Чтобы это произошло, нужно, говорит Купревич: «познать причины старения организма. Для того чтобы установить предел возможной ее продолжительности, нужно узнать первопричину смерти. Тот механизм ее, который, повторяю, был порожден в процессе эволюции» [4, 350]. Ни много ни мало – «узнать первопричину смерти»! Звучит весьма философично, так, как греки говорили о первопричине сущего. Но все дело в том, что первопричина эта полагается лишь в биологическом (эволюционным) контексте, в истинности которого автор убежден абсолютно, будучи эволюционистом-догматиком.
Не нужно говорить, что смерть, в сущности, не биологический феномен, поэтому искать ее первопричину в эволюции так же бессмысленно, как научить шимпанзе писать стихи. Но это отдельная история, и здесь дело в другом, более важном аспекте, который совершенно игнорируется сторонниками биологического иммортализма. Речь идет о смысле, о том, что человек жив смыслом, и что ни биология, ни эволюция к этому не имеют ровно никакого отношения. А смерть и смертность связаны, прежде всего, со смыслом, а не с биологической организацией человека.

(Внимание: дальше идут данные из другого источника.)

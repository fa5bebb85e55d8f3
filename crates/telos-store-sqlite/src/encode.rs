//! Encoding and decoding helpers between Rust domain types and the plain-text
//! representations stored in SQLite columns.
//!
//! All timestamps are stored as RFC 3339 strings. UUIDs are stored as
//! hyphenated lowercase strings. Enum discriminants are stored as their
//! snake_case names.

use std::str::FromStr;

use chrono::{DateTime, Utc};
use telos_core::ontology::parse_discriminant;
use uuid::Uuid;

use crate::{Error, Result};

// ─── Uuid ─────────────────────────────────────────────────────────────────────

pub fn encode_uuid(id: Uuid) -> String { id.hyphenated().to_string() }

pub fn decode_uuid(s: &str) -> Result<Uuid> { Ok(Uuid::parse_str(s)?) }

pub fn decode_opt_uuid(s: Option<&str>) -> Result<Option<Uuid>> {
  s.map(decode_uuid).transpose()
}

// ─── DateTime<Utc>
// ────────────────────────────────────────────────────────────

pub fn encode_dt(dt: DateTime<Utc>) -> String { dt.to_rfc3339() }

pub fn encode_opt_dt(dt: Option<DateTime<Utc>>) -> Option<String> { dt.map(encode_dt) }

pub fn decode_dt(s: &str) -> Result<DateTime<Utc>> {
  DateTime::parse_from_rfc3339(s)
    .map(|dt| dt.with_timezone(&Utc))
    .map_err(|e| Error::DateParse(e.to_string()))
}

pub fn decode_opt_dt(s: Option<&str>) -> Result<Option<DateTime<Utc>>> {
  s.map(decode_dt).transpose()
}

// ─── Discriminants
// ────────────────────────────────────────────────────────────

pub fn decode_discriminant<T: FromStr>(field: &'static str, s: &str) -> Result<T> {
  Ok(parse_discriminant(field, s)?)
}

// ─── JSON ────────────────────────────────────────────────────────────────────

pub fn encode_opt_json(value: Option<&serde_json::Value>) -> Option<String> {
  value.map(serde_json::Value::to_string)
}

pub fn decode_opt_json(s: Option<&str>) -> Result<Option<serde_json::Value>> {
  Ok(s.map(serde_json::from_str).transpose()?)
}

#[cfg(test)]
mod tests {
  use chrono::TimeZone;

  use super::*;

  #[test]
  fn timestamps_keep_sub_second_precision() {
    let dt = Utc.timestamp_opt(1_760_000_000, 123_456_789).unwrap();
    assert_eq!(decode_dt(&encode_dt(dt)).unwrap(), dt);
  }

  #[test]
  fn uuids_are_lowercase_hyphenated() {
    let id = Uuid::parse_str("6F9619FF-8B86-D011-B42D-00C04FC964FF").unwrap();
    assert_eq!(encode_uuid(id), "6f9619ff-8b86-d011-b42d-00c04fc964ff");
  }

  #[test]
  fn bad_date_is_reported() {
    assert!(matches!(decode_dt("yesterday"), Err(Error::DateParse(_))));
  }
}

Одно из наиболее сильных и серьезных размышлений о несовместимости бессмертия и бессмысленной жизни представлено Владимиром Соловьевым в его работе «Смысл любви». Необходимо подробнее остановится на ней, так как данный тип аргументации, как правило, не принимается в расчет, поскольку остается неизвестной. Но именно в этом работе раскрыта абсолютная нелепость иммортализма с позиций смысла жизни.
Соловьев формулирует аксиоматическое положение: «бессмертие совершенно несовместимо с пустотой нашей жизни», которое обосновывает следующим образом. Он говорит: «Для большинства человечества жизнь есть только смена тяжелого механического труда и грубо-чувственных, оглушающих сознание удовольствий. А то меньшинство, которое имеет возможность деятельно заботиться не о средствах только, но и о целях жизни, вместо этого пользуется своей свободой от механической работы главным образом для бессмысленного и безнравственного времяпровождения» [5, 129].

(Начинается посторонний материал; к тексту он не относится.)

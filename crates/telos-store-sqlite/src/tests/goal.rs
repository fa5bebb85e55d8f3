use chrono::{TimeZone, Utc};
use telos_core::{
  Classify, FailureKind,
  action::ActionFormData,
  coordinator::{Coordinator, Planner},
  goal::{GoalFormData, GoalKind},
  ontology::EntityGraph,
};
use uuid::Uuid;

use super::{count, hours, km, row_exists, store, term, value};
use crate::{Error, SqliteStore};

const GOAL_TABLES: [&str; 5] = [
  "expectations",
  "goals",
  "expectation_measures",
  "goal_relevances",
  "term_goal_assignments",
];

async fn assert_no_goal_rows(s: &SqliteStore) {
  for table in GOAL_TABLES {
    assert_eq!(count(s, table).await, 0, "rows left in {table}");
  }
}

// ─── Create ──────────────────────────────────────────────────────────────────

#[tokio::test]
async fn create_goal_with_measure_target() {
  let s = store().await;
  let km = km(&s).await;

  let graph = s
    .goals()
    .create(GoalFormData::new("Run 100km").with_target(km.id, 100.0))
    .await
    .unwrap();
  assert_eq!(graph.goal.expectation_id, graph.expectation.id);

  let fetched = s.goals().fetch(graph.id()).await.unwrap().unwrap();
  assert_eq!(fetched.expectation.title, "Run 100km");
  assert_eq!(fetched.measures.len(), 1);
  assert_eq!(fetched.measures[0].measure_id, km.id);
  assert_eq!(fetched.measures[0].target_value, 100.0);
  assert!(fetched.relevances.is_empty());
  assert!(fetched.term_assignment.is_none());
  assert_eq!(fetched, graph);
}

#[tokio::test]
async fn create_with_unknown_measure_is_rejected() {
  let s = store().await;

  let err = s
    .goals()
    .create(GoalFormData::new("Run 100km").with_target(Uuid::new_v4(), 100.0))
    .await
    .unwrap_err();
  assert_eq!(err.kind(), FailureKind::ConstraintViolation);

  assert!(s.goals().list().await.unwrap().is_empty());
  assert_no_goal_rows(&s).await;
}

#[tokio::test]
async fn failing_last_composite_leaves_no_rows() {
  let s = store().await;
  let km = km(&s).await;
  let health = value(&s, "Health").await;

  // Measure and relevance rows are written before the bogus term assignment.
  let form = GoalFormData::new("Run 100km")
    .with_target(km.id, 100.0)
    .with_value(health.id, 8)
    .in_term(Uuid::new_v4());
  let err = s.goals().create(form).await.unwrap_err();
  assert!(matches!(err, Error::ConstraintViolation(_)));

  assert_no_goal_rows(&s).await;
  // Referenced rows are untouched.
  assert_eq!(count(&s, "measures").await, 1);
  assert_eq!(count(&s, "personal_values").await, 1);
}

#[tokio::test]
async fn repeated_value_in_form_is_a_constraint_violation() {
  let s = store().await;
  let health = value(&s, "Health").await;

  let form = GoalFormData::new("Sleep more")
    .with_value(health.id, 8)
    .with_value(health.id, 3);
  let err = s.goals().create(form).await.unwrap_err();
  assert_eq!(err.kind(), FailureKind::ConstraintViolation);
  assert_no_goal_rows(&s).await;
}

#[tokio::test]
async fn smart_goal_fields_are_stored() {
  let s = store().await;
  let km = km(&s).await;
  let start = Utc.with_ymd_and_hms(2025, 10, 10, 0, 0, 0).unwrap();
  let target = Utc.with_ymd_and_hms(2025, 12, 19, 0, 0, 0).unwrap();

  let mut form = GoalFormData::new("Run 100km").with_target(km.id, 100.0);
  form.kind = GoalKind::SmartGoal;
  form.start_date = Some(start);
  form.target_date = Some(target);
  form.action_plan = Some("Three runs a week".into());
  form.expected_term_length = Some(1);

  let graph = s.goals().create(form).await.unwrap();
  let fetched = s.goals().fetch(graph.goal.id).await.unwrap().unwrap();
  assert_eq!(fetched.goal.kind, GoalKind::SmartGoal);
  assert_eq!(fetched.goal.start_date, Some(start));
  assert_eq!(fetched.goal.target_date, Some(target));
  assert_eq!(fetched.goal.action_plan.as_deref(), Some("Three runs a week"));
  assert_eq!(fetched.goal.expected_term_length, Some(1));
}

#[tokio::test]
async fn recreate_after_delete_gets_new_id() {
  let s = store().await;

  let first = s.goals().create(GoalFormData::new("Read")).await.unwrap();
  s.goals().delete(first.id()).await.unwrap();
  let second = s.goals().create(GoalFormData::new("Read")).await.unwrap();

  assert_ne!(first.id(), second.id());
  assert_ne!(first.expectation.id, second.expectation.id);
  assert_eq!(s.goals().list().await.unwrap().len(), 1);
}

#[tokio::test]
async fn list_is_oldest_first() {
  let s = store().await;
  for title in ["first", "second", "third"] {
    s.goals().create(GoalFormData::new(title)).await.unwrap();
  }

  let titles: Vec<String> = s
    .goals()
    .list()
    .await
    .unwrap()
    .into_iter()
    .map(|g| g.expectation.title)
    .collect();
  assert_eq!(titles, ["first", "second", "third"]);
}

// ─── Update ──────────────────────────────────────────────────────────────────

#[tokio::test]
async fn update_preserves_identity() {
  let s = store().await;
  let km = km(&s).await;
  let created = s
    .goals()
    .create(GoalFormData::new("Run 100km").with_target(km.id, 100.0))
    .await
    .unwrap();

  let mut form = GoalFormData::new("Run 120km").with_target(km.id, 120.0);
  form.importance = 9;
  let updated = s.goals().update(created.id(), form).await.unwrap();

  assert_eq!(updated.anchor(), created.anchor());
  assert_eq!(updated.goal.id, created.goal.id);
  assert_eq!(updated.expectation.title, "Run 120km");
  assert_eq!(updated.expectation.importance, 9);

  let fetched = s.goals().fetch(created.id()).await.unwrap().unwrap();
  assert_eq!(fetched, updated);
}

#[tokio::test]
async fn update_keeps_matching_composites() {
  let s = store().await;
  let km = km(&s).await;
  let hours = hours(&s).await;
  let health = value(&s, "Health").await;
  let created = s
    .goals()
    .create(
      GoalFormData::new("Run 100km")
        .with_target(km.id, 100.0)
        .with_value(health.id, 8),
    )
    .await
    .unwrap();
  let target = created.measures[0].clone();
  let relevance = created.relevances[0].clone();

  let form = GoalFormData::new("Run 100km")
    .with_target(km.id, 120.0)
    .with_target(hours.id, 10.0)
    .with_value(health.id, 8);
  let updated = s.goals().update(created.id(), form).await.unwrap();

  assert_eq!(updated.measures.len(), 2);
  // Same measure: row kept, scalar changed in place.
  assert_eq!(updated.measures[0].id, target.id);
  assert_eq!(updated.measures[0].created_at, target.created_at);
  assert_eq!(updated.measures[0].target_value, 120.0);
  assert_eq!(updated.measures[1].measure_id, hours.id);
  // Unchanged relevance is untouched.
  assert_eq!(updated.relevances, vec![relevance]);
}

#[tokio::test]
async fn update_removes_dropped_composites() {
  let s = store().await;
  let km = km(&s).await;
  let health = value(&s, "Health").await;
  let created = s
    .goals()
    .create(
      GoalFormData::new("Run 100km")
        .with_target(km.id, 100.0)
        .with_value(health.id, 8),
    )
    .await
    .unwrap();

  let updated = s
    .goals()
    .update(created.id(), GoalFormData::new("Run 100km"))
    .await
    .unwrap();
  assert!(updated.measures.is_empty());
  assert!(updated.relevances.is_empty());
  assert!(updated.composite_ids().is_empty());
  assert_eq!(count(&s, "expectation_measures").await, 0);
  assert_eq!(count(&s, "goal_relevances").await, 0);
}

#[tokio::test]
async fn failed_update_rolls_back() {
  let s = store().await;
  let km = km(&s).await;
  let created = s
    .goals()
    .create(GoalFormData::new("Run 100km").with_target(km.id, 100.0))
    .await
    .unwrap();

  let form = GoalFormData::new("Run 120km").with_value(Uuid::new_v4(), 5);
  let err = s.goals().update(created.id(), form).await.unwrap_err();
  assert_eq!(err.kind(), FailureKind::ConstraintViolation);

  let fetched = s.goals().fetch(created.id()).await.unwrap().unwrap();
  assert_eq!(fetched, created);
}

#[tokio::test]
async fn update_unknown_goal_is_not_found() {
  let s = store().await;

  let err = s
    .goals()
    .update(Uuid::new_v4(), GoalFormData::new("Ghost"))
    .await
    .unwrap_err();
  assert!(matches!(err, Error::NotFound { entity: "goal", .. }));
  assert_eq!(err.kind(), FailureKind::NotFound);
  assert_no_goal_rows(&s).await;
}

// ─── Terms ───────────────────────────────────────────────────────────────────

#[tokio::test]
async fn term_assignments_are_appended_in_order() {
  let s = store().await;
  let fall = term(&s, 1).await;

  let a = s
    .goals()
    .create(GoalFormData::new("a").in_term(fall.id()))
    .await
    .unwrap();
  let b = s
    .goals()
    .create(GoalFormData::new("b").in_term(fall.id()))
    .await
    .unwrap();

  assert_eq!(a.term_assignment.unwrap().assignment_order, 1);
  assert_eq!(b.term_assignment.unwrap().assignment_order, 2);
}

#[tokio::test]
async fn moving_goal_between_terms() {
  let s = store().await;
  let fall = term(&s, 1).await;
  let winter = term(&s, 2).await;
  let created = s
    .goals()
    .create(GoalFormData::new("Read").in_term(fall.id()))
    .await
    .unwrap();
  let original = created.term_assignment.clone().unwrap();

  // Same term: assignment untouched.
  let same = s
    .goals()
    .update(created.id(), GoalFormData::new("Read more").in_term(fall.id()))
    .await
    .unwrap();
  assert_eq!(same.term_assignment, Some(original.clone()));

  let moved = s
    .goals()
    .update(created.id(), GoalFormData::new("Read more").in_term(winter.id()))
    .await
    .unwrap();
  let assignment = moved.term_assignment.unwrap();
  assert_eq!(assignment.term_id, winter.id());
  assert_ne!(assignment.id, original.id);
  assert!(!row_exists(&s, "term_goal_assignments", original.id).await);

  let unassigned = s
    .goals()
    .update(created.id(), GoalFormData::new("Read more"))
    .await
    .unwrap();
  assert!(unassigned.term_assignment.is_none());
  assert_eq!(count(&s, "term_goal_assignments").await, 0);
}

// ─── Delete ──────────────────────────────────────────────────────────────────

#[tokio::test]
async fn delete_removes_every_row_of_the_graph() {
  let s = store().await;
  let km = km(&s).await;
  let health = value(&s, "Health").await;
  let growth = value(&s, "Growth").await;
  let fall = term(&s, 1).await;

  let created = s
    .goals()
    .create(
      GoalFormData::new("Run 100km")
        .with_target(km.id, 100.0)
        .with_value(health.id, 8)
        .with_value(growth.id, 4)
        .in_term(fall.id()),
    )
    .await
    .unwrap();
  assert_eq!(created.composite_ids().len(), 4);

  s.goals().delete(created.id()).await.unwrap();

  for relevance in &created.relevances {
    assert!(!row_exists(&s, "goal_relevances", relevance.id).await);
  }
  assert!(s.goals().fetch(created.id()).await.unwrap().is_none());
  assert!(!row_exists(&s, "goals", created.goal.id).await);
  assert!(!row_exists(&s, "expectations", created.expectation.id).await);
  assert_no_goal_rows(&s).await;

  // Endpoints on the other side survive.
  assert!(s.values().fetch(health.id).await.unwrap().is_some());
  assert!(s.terms().fetch(fall.id()).await.unwrap().is_some());
  assert!(s.measures().fetch(km.id).await.unwrap().is_some());
}

#[tokio::test]
async fn delete_clears_action_contributions() {
  let s = store().await;
  let goal = s.goals().create(GoalFormData::new("Read")).await.unwrap();
  let action = s
    .actions()
    .create(ActionFormData::new("Read a chapter").contributing_to(goal.id(), None))
    .await
    .unwrap();

  s.goals().delete(goal.id()).await.unwrap();

  let action = s.actions().fetch(action.id()).await.unwrap().unwrap();
  assert!(action.contributions.is_empty());
  assert_eq!(count(&s, "action_goal_contributions").await, 0);
}

#[tokio::test]
async fn delete_unknown_goal_is_not_found() {
  let s = store().await;
  s.goals().create(GoalFormData::new("Keep me")).await.unwrap();

  let err = s.goals().delete(Uuid::new_v4()).await.unwrap_err();
  assert_eq!(err.kind(), FailureKind::NotFound);
  assert_eq!(count(&s, "goals").await, 1);
}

Для подтверждения последних слов о пустоте и безнравственности «всей этой мнимой жизни» он ссылается на «Анну Каренину», «Смерть Ивана Ильича» и «Крейцерову сонату» и делает такой жесткий, но абсолютно правдивый вывод, что «для такой жизни смерть не только неизбежна, но и крайне желательна: можно ли без ужасающей тоски даже представить себе бесконечно продолжающееся существование какой-нибудь светской дамы, или какого-нибудь спортсмена, или карточного игрока? Несовместимость бессмертия с таким существованием ясна с первого взгляда?» [5, 130].
Кто из имморталистов когда-либо так ставил вопрос? Им даже и в голову не может прийти, что для пустой жизни, каковой она является по существу, смерть желательна и необходима, что это и есть единственный способ избавиться от пустоты дней. И при чем здесь биология?! Скудость естественнонаучных аргументов поражает! Как будто речь идет о червях и лягушках, а не о человеке.